Many years ago at a Melton staff meeting, we were divided into two groups and asked to study a piece of text together (a method called chevruta, group study). The idea was for us to interpret the piece and then explain it to the other group. I do not remember what text my group was given. What I do remember was that during our chevruta time, the other group shushed us!
And, yes, it is true, we were very loud.
Study aloud
During the ensuing discussion, however, I brought up the fact that Torah study takes place in a Beit Midrash—a house of study, not in a library. Libraries are quiet places. They are for contemplation and individual focus. One goes to the library to read in undisturbed peace. If a Beit Midrash is quiet, it is because it is empty! In a Beit Midrash the goal is to read a text together aloud, discuss, argue, read it again, perhaps see a new perspective, argue some more. . . . and at the end of the process come away with a deeper and better understanding—a way of seeing and thinking about the issue at hand that you would not have acquired without your study buddy’s help.
No man is an island, and no man or woman can really study Torah alone.
This lesson is taught in the Talmud (Tractate Kiddushin 30), where the rabbis explain Psalm 127:5, “Happy is the man that hath his quiver full of them; They shall not be ashamed when they speak with their enemies in the gate.” According to one interpretation, this verse means that, “Even father and son, master and disciple, who study Torah at the same gate [i.e., the same subject] become enemies of each other; yet they do not stir from there until they come to love each other.”

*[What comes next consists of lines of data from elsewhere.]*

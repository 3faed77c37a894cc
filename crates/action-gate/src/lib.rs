//! Success-condition gate
//!
//! This crate decides whether an action had its intended effect:
//! - Evaluation scopes (top page, subframes, popups), enumerated fresh
//! - Frame resolution from recorded frame hints
//! - OR-combined condition evaluation with per-condition timeouts

pub mod errors;
pub mod evaluator;
pub mod frames;
pub mod scopes;

pub use errors::*;
pub use evaluator::*;
pub use frames::*;
pub use scopes::*;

Father and son? Yes! When we engage in Torah we are obligated to argue, disagree and contradict our study partner, even if he or she is our parent, because we are searching for truth and meaning.
Although my classes do not get quite as loud as that long-ago chevruta (well, okay, maybe sometimes they do!), for me, the best part of teaching adults is always the discussion. No matter what the subject—ethics, history, Talmud—we always study together and teach one another.

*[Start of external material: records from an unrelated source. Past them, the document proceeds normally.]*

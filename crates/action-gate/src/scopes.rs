//! Evaluation scopes.
//!
//! A scope is one browsing context in which a success condition may hold.
//! Scopes are enumerated fresh for every evaluation pass; frames and popups
//! come and go while an action settles.

use action_primitives::{BrowserDriver, ContextRef};
use scenario_core_types::PageId;
use serde::Serialize;

use crate::errors::GateError;

const NAME_URL_CHARS: usize = 50;

#[derive(Debug, Clone, PartialEq, Eq, Serialize)]
#[serde(rename_all = "snake_case")]
pub enum ScopeKind {
    TopPage,
    Frame,
    Popup,
}

#[derive(Debug, Clone, PartialEq, Eq)]
pub struct EvaluationScope {
    pub kind: ScopeKind,
    pub context: ContextRef,
    /// Diagnostic name, e.g. `frame_1_https://pay.test/widget`.
    pub name: String,
}

impl EvaluationScope {
    /// URL conditions only make sense for whole pages.
    pub fn is_page(&self) -> bool {
        self.context.is_page()
    }
}

fn short_url(url: &str) -> String {
    url.chars().take(NAME_URL_CHARS).collect()
}

/// Enumerates scopes in fixed order: the active page, its subframes in
/// document order, then every other open page in open order.
pub async fn resolve_scopes(
    driver: &dyn BrowserDriver,
    active: &PageId,
) -> Result<Vec<EvaluationScope>, GateError> {
    let mut scopes = vec![EvaluationScope {
        kind: ScopeKind::TopPage,
        context: ContextRef::Page(active.clone()),
        name: "top_page".to_string(),
    }];

    for (idx, frame) in driver.frames(active).await?.into_iter().enumerate() {
        if frame.is_main {
            continue;
        }
        scopes.push(EvaluationScope {
            kind: ScopeKind::Frame,
            name: format!("frame_{idx}_{}", short_url(&frame.url)),
            context: ContextRef::Frame {
                page: active.clone(),
                frame: frame.id,
            },
        });
    }

    for (idx, page) in driver.pages().await?.into_iter().enumerate() {
        if &page.id == active {
            continue;
        }
        scopes.push(EvaluationScope {
            kind: ScopeKind::Popup,
            name: format!("popup_{idx}_{}", short_url(&page.url)),
            context: ContextRef::Page(page.id),
        });
    }

    Ok(scopes)
}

Bringing life experience to class
It would be easy for me, as the “expert” standing in the front of the room, to pontificate and “teach it as it is meant to be taught!” But that is not the Jewish way. Adult students bring life experience, formal education and professional expertise into the room and provide a perspective that no one else has. We enrich one another, and I truly believe that I learn from my students as much as I teach them. My favorite moment in each year in the Year One Melton class is when the students– who have come in shy, unsure, maybe nervous about being back in the classroom, definitely afraid of saying something stupid– begin to question and respond to one another’s comments , debating and discussing as if I were not there! At that moment, the 20-some strangers in the class have formed a large chevruta, teaching and learning from one another. Quite often the students enjoy studying together so much that we try to schedule other classes that they can continue to attend together.
This past year, I decided to take the chevruta concept one step further. For a few years now I have had my own study buddy with whom I study Jewish texts every week. Rabbi Michele Faudem and I would get together with our Talmuds, Bibles, dictionaries and other sources and study for about 90 minutes. We would read together, discuss, disagree, argue, laugh, read again, and maybe I would convince Michele of the correctness of my position. Just as often she would convince me—and many times we’d have to “agree to disagree”—called teiku [stalemate] in the Talmud.
Study buddies
Well, one day Michele and I looked at each other and thought that we should take our act “on the road.” After all, studying in chevruta style is an acquired skill. You need to learn how to read for detail, ask questions, follow the logic of the rabbinic discussion, and really get inside the rabbis’ heads. It is much like a law student learning how to read a case and “think like a lawyer.” We thought that perhaps we could offer a lunchtime class where the goal would be to teach not only content, but skills.
With the support of Judy Loebl, we began meeting with a small, but brave, group of women on Mondays from 11:45-1:00. These students, guided by us, would pair or triple up, read a piece of Talmud, and dissect it—at first with lots of help from us through question sheets. As time went on, though, the students did not need our question sheets; they could tease out meaning and questions on their own. They were mastering the ancient skill of studying in chevruta. And of course, it got loud! Michele and I have created a Beit Midrash, and it has been amazing!
We learn in Pirkei Avot, Ethics of the Fathers (1:6), that a person should acquire a friend with whom to study. We also are taught to “turn it and turn it: you will find everything in it. Scrutinize it, grow old and gray in it, do not depart from it: there is no better portion in life than this” (5:24). I have acquired many friends and students with whom to study– in Melton classes, FedEd courses and in the chevruta class. We turn and turn Torah, always learning something new. We do so together. And loudly!